§ What is required: Word for word, set down every line of the entries below from the line with "filename src/main.rs" to the line with "to create output", including both, and no other line.

§ Data to examine:
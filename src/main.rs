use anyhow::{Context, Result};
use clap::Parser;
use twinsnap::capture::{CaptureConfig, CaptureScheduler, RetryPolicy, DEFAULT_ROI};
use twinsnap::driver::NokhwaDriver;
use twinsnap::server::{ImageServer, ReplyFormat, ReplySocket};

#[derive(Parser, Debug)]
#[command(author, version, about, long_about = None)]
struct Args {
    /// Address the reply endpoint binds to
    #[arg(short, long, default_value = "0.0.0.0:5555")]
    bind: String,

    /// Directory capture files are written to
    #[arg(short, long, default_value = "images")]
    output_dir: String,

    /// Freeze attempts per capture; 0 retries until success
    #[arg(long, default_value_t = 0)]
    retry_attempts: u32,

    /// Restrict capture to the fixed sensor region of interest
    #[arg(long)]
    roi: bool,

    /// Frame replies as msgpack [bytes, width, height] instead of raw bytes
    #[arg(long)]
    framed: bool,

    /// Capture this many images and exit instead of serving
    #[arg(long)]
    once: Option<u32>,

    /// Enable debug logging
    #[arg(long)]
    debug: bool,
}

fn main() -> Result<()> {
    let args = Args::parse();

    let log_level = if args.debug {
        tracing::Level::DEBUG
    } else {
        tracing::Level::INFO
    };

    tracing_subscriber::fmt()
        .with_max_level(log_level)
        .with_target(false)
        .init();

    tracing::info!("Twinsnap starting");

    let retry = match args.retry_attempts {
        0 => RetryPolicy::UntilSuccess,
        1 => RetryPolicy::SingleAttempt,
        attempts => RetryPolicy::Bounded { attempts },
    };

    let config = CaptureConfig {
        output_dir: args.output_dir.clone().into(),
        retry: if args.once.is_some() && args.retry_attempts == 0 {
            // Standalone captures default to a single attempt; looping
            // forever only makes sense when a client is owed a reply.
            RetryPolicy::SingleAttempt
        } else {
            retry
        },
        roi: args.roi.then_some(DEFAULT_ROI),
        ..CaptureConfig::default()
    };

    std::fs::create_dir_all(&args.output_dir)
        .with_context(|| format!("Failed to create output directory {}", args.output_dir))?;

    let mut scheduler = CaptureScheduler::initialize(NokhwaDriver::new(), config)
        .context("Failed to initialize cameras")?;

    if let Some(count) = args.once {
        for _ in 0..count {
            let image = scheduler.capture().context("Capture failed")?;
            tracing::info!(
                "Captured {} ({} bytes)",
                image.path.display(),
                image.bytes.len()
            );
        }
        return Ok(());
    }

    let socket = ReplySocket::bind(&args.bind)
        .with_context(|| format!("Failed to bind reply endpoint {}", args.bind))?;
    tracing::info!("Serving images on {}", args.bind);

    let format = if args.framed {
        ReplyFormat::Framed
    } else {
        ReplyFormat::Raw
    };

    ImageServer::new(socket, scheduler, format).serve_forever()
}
--
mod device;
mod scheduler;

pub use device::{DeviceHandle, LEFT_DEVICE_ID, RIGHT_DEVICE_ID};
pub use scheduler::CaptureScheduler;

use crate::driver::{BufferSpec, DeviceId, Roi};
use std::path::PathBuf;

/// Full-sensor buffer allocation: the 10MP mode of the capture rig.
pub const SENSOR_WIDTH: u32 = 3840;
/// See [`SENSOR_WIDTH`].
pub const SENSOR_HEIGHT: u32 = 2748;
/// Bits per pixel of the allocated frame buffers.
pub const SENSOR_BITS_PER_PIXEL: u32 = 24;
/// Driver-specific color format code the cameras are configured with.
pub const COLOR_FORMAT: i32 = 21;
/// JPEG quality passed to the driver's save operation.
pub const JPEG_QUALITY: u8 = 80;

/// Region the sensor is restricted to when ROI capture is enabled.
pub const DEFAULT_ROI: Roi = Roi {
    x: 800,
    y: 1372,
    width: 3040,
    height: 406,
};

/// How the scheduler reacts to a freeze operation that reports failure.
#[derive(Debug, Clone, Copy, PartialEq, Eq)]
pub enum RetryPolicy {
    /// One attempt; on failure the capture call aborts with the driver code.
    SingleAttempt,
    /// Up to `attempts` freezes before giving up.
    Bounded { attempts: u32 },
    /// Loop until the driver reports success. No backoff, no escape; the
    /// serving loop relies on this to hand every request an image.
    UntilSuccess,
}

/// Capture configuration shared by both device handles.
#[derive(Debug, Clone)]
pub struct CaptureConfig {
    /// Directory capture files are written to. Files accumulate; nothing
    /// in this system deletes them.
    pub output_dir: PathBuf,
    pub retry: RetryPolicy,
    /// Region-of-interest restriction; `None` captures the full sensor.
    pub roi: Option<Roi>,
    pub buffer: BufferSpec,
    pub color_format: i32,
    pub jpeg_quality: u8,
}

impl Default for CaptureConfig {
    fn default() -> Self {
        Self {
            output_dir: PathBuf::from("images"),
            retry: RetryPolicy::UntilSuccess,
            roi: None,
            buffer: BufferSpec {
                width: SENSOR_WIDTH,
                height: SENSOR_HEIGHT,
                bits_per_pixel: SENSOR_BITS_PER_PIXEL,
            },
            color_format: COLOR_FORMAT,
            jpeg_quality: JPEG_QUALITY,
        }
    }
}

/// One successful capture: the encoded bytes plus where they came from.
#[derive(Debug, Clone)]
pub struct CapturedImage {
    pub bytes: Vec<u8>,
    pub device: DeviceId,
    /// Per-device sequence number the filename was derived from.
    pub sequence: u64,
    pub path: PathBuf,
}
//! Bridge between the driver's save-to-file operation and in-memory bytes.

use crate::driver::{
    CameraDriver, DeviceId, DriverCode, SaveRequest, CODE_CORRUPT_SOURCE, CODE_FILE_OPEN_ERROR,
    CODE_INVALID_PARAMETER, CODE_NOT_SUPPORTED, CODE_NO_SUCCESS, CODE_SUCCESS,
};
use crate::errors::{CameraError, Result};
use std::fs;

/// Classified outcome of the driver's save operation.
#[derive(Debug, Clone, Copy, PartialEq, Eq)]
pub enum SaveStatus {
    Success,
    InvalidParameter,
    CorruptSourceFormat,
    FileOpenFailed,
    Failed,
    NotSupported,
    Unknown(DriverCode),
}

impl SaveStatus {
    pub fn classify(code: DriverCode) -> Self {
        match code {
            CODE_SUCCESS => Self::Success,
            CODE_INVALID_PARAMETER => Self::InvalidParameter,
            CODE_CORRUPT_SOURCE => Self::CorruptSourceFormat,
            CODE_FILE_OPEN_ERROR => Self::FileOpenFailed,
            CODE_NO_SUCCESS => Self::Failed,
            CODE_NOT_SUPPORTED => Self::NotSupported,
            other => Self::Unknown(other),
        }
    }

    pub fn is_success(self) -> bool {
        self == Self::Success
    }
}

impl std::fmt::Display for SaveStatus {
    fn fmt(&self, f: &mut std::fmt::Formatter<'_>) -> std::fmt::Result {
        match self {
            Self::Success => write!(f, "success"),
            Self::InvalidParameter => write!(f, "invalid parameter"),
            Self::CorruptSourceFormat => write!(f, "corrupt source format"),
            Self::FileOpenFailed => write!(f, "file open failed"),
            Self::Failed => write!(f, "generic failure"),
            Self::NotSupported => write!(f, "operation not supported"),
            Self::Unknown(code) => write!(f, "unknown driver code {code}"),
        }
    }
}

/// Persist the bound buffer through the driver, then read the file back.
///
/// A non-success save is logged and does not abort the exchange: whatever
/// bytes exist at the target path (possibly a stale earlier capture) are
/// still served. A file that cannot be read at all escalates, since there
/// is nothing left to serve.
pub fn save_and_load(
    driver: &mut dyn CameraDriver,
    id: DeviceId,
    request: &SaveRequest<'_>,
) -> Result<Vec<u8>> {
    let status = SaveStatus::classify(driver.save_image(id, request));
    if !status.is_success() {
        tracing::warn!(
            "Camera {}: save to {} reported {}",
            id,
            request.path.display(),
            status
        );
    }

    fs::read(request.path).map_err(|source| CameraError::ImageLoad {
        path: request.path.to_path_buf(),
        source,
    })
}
==
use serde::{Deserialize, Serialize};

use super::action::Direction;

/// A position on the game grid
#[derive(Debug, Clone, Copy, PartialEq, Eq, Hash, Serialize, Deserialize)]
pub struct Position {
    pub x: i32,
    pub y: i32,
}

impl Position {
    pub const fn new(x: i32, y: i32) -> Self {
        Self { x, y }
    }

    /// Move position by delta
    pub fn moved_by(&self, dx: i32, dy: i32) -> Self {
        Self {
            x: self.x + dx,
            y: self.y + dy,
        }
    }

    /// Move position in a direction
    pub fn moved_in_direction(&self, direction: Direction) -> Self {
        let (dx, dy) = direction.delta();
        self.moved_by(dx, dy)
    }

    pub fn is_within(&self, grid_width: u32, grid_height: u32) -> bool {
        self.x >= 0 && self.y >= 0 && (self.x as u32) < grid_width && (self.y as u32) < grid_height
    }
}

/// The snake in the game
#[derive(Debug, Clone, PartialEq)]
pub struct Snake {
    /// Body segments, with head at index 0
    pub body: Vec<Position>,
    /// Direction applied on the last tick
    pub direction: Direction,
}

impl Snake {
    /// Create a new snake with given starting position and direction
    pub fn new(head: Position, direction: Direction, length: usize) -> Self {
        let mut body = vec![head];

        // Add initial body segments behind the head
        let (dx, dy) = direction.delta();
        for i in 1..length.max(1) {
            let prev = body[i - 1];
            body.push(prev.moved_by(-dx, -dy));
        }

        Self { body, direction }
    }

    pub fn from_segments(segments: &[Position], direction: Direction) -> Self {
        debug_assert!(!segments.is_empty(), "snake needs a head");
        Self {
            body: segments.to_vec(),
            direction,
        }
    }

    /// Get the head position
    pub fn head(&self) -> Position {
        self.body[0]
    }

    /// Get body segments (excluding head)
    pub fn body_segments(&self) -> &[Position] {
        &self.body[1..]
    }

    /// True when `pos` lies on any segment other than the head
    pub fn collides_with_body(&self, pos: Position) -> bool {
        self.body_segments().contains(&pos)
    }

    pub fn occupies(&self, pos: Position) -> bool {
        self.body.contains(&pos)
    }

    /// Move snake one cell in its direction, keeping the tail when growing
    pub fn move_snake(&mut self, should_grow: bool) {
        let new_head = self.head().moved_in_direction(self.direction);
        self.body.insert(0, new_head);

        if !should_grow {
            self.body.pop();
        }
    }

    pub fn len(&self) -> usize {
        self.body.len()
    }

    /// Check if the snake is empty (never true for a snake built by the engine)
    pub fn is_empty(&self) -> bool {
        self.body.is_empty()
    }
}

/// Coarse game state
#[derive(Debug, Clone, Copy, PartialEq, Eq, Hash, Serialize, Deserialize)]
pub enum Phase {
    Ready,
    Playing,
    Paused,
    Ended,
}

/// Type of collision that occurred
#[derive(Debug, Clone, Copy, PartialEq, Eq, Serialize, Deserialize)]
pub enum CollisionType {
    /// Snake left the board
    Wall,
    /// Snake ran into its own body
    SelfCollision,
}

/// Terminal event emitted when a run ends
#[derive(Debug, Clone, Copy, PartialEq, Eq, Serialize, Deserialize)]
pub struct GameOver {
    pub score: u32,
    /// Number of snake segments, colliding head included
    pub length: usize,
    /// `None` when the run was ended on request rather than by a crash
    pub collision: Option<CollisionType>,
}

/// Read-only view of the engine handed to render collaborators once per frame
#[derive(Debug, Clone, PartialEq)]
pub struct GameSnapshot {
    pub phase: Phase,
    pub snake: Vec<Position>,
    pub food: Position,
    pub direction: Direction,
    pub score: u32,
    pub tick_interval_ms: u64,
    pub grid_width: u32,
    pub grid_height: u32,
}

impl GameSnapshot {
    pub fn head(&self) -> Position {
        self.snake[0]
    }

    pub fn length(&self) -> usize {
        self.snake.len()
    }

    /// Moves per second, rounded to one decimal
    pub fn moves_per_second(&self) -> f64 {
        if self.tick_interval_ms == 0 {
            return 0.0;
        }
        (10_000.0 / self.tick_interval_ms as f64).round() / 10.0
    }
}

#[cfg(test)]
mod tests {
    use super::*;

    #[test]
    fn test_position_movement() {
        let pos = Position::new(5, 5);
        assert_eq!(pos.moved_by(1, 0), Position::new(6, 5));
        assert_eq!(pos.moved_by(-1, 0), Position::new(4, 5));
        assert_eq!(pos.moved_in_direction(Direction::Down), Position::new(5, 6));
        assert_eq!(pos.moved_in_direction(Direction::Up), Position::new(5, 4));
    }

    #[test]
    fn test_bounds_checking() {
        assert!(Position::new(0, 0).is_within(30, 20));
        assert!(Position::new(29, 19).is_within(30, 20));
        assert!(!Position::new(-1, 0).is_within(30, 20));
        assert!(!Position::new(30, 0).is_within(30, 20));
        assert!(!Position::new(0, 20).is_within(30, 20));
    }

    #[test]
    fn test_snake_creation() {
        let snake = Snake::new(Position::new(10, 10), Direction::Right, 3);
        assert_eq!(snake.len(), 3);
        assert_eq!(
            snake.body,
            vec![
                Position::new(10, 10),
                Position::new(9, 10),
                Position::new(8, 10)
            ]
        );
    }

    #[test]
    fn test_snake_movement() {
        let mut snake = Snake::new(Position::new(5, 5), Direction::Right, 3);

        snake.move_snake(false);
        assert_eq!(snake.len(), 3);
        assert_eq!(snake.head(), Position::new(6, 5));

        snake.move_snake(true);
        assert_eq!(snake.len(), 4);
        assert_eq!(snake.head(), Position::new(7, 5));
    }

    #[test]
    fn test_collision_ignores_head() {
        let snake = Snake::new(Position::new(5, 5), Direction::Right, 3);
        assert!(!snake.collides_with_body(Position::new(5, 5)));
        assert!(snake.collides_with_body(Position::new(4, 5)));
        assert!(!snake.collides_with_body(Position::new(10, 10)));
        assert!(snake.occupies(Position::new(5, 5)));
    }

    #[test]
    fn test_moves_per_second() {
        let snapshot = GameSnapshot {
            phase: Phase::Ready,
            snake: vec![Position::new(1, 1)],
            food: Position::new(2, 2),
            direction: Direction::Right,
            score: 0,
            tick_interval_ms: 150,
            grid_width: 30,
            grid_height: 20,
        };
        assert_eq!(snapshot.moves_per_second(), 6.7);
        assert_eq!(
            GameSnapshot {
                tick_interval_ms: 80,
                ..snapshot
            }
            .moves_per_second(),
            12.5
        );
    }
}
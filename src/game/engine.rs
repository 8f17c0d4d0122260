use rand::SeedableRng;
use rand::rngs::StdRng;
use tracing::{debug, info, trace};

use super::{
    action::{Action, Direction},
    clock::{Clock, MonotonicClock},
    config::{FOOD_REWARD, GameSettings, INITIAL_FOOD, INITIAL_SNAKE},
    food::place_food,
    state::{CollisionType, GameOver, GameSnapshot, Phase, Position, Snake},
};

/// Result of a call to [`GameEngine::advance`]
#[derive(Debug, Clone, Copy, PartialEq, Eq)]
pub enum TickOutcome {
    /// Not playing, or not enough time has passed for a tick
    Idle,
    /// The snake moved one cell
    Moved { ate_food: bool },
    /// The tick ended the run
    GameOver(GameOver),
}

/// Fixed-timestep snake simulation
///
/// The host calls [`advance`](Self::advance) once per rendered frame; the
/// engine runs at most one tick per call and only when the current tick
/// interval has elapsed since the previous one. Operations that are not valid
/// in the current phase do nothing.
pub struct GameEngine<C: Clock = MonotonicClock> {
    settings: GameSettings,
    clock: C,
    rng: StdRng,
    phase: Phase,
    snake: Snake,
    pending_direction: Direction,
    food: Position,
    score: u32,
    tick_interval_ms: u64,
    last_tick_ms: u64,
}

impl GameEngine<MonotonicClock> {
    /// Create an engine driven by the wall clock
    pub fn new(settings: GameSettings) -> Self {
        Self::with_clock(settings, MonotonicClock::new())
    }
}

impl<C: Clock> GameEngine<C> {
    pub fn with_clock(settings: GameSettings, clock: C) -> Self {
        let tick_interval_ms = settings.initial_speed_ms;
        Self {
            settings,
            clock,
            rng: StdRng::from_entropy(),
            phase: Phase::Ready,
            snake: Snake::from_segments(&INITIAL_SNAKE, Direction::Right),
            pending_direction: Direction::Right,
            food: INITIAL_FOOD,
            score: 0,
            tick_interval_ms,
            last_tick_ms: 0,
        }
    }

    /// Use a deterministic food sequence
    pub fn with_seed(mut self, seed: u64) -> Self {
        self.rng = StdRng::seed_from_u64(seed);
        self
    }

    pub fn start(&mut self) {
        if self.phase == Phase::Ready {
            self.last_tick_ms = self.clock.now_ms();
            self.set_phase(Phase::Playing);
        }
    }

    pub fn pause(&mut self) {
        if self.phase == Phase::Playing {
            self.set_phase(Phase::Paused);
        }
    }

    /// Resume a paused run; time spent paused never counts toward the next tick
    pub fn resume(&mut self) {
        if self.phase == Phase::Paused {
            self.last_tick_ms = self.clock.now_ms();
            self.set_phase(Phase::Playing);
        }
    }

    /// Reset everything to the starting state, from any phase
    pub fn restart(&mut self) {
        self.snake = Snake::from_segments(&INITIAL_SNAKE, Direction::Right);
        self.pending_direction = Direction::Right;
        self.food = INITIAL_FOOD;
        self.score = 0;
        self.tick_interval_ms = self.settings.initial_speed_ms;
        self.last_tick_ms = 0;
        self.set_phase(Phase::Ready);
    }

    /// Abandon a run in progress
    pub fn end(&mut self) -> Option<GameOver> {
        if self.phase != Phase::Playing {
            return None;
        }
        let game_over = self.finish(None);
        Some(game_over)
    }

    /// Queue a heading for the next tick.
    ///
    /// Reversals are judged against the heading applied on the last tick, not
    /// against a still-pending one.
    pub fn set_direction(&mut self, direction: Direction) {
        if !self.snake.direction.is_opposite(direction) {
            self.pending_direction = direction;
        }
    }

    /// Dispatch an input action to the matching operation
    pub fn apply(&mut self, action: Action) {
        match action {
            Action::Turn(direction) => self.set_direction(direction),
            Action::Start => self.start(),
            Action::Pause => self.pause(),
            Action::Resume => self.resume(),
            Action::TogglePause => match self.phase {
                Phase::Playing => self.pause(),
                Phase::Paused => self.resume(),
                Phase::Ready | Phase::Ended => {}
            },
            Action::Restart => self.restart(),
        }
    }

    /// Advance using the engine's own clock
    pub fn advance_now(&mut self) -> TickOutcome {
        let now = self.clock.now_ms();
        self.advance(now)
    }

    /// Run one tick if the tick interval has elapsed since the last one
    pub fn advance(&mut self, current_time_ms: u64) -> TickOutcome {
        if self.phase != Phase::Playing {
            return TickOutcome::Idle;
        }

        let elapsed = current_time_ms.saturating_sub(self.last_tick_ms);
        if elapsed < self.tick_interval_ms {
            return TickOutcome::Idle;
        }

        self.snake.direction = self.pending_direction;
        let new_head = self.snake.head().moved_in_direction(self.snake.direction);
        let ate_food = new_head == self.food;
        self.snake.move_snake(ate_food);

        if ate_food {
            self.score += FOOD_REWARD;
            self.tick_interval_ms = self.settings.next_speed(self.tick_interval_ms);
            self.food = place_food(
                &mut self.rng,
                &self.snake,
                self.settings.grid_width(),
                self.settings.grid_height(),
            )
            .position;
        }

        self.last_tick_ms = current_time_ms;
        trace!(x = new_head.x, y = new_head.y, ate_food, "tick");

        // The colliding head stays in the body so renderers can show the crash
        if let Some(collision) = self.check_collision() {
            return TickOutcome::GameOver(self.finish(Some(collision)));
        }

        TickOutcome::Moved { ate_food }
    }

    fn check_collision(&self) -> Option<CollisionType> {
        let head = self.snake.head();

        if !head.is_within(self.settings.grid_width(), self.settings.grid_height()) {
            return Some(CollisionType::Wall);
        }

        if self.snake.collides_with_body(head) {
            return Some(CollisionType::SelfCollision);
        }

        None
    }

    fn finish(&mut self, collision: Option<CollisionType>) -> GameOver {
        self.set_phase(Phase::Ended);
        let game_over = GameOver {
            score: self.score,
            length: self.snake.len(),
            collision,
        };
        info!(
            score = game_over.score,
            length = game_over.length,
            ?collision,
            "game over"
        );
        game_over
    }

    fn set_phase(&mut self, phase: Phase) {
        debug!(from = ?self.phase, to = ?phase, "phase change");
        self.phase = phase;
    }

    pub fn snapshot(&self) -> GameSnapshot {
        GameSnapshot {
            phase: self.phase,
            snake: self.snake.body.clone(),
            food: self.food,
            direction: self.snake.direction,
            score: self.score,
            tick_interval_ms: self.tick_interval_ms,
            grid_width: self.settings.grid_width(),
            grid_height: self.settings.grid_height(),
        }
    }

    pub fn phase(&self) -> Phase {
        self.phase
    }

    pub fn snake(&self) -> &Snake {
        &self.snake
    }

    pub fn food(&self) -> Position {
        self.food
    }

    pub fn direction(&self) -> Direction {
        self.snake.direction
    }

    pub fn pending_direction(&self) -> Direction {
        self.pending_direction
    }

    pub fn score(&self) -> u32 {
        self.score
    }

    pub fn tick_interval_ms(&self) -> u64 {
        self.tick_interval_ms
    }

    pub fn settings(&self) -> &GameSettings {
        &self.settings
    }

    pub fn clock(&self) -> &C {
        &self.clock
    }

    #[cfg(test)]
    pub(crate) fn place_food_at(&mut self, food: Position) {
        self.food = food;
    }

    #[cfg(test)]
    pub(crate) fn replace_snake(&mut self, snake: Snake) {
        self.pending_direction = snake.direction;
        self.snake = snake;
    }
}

§ Result of the exercise:
filename src/main.rs
use anyhow::{Context, Result};
use clap::Parser;
use twinsnap::capture::{CaptureConfig, CaptureScheduler, RetryPolicy, DEFAULT_ROI};
use twinsnap::driver::NokhwaDriver;
use twinsnap::server::{ImageServer, ReplyFormat, ReplySocket};

#[derive(Parser, Debug)]
#[command(author, version, about, long_about = None)]
struct Args {
    /// Address the reply endpoint binds to
    #[arg(short, long, default_value = "0.0.0.0:5555")]
    bind: String,

    /// Directory capture files are written to
    #[arg(short, long, default_value = "images")]
    output_dir: String,

    /// Freeze attempts per capture; 0 retries until success
    #[arg(long, default_value_t = 0)]
    retry_attempts: u32,

    /// Restrict capture to the fixed sensor region of interest
    #[arg(long)]
    roi: bool,

    /// Frame replies as msgpack [bytes, width, height] instead of raw bytes
    #[arg(long)]
    framed: bool,

    /// Capture this many images and exit instead of serving
    #[arg(long)]
    once: Option<u32>,

    /// Enable debug logging
    #[arg(long)]
    debug: bool,
}

fn main() -> Result<()> {
    let args = Args::parse();

    let log_level = if args.debug {
        tracing::Level::DEBUG
    } else {
        tracing::Level::INFO
    };

    tracing_subscriber::fmt()
        .with_max_level(log_level)
        .with_target(false)
        .init();

    tracing::info!("Twinsnap starting");

    let retry = match args.retry_attempts {
        0 => RetryPolicy::UntilSuccess,
        1 => RetryPolicy::SingleAttempt,
        attempts => RetryPolicy::Bounded { attempts },
    };

    let config = CaptureConfig {
        output_dir: args.output_dir.clone().into(),
        retry: if args.once.is_some() && args.retry_attempts == 0 {
            // Standalone captures default to a single attempt; looping
            // forever only makes sense when a client is owed a reply.
            RetryPolicy::SingleAttempt
        } else {
            retry
        },
        roi: args.roi.then_some(DEFAULT_ROI),
        ..CaptureConfig::default()
    };

    std::fs::create_dir_all(&args.output_dir)
        .with_context(|| format!("Failed to create output directory {}", args.output_dir))?;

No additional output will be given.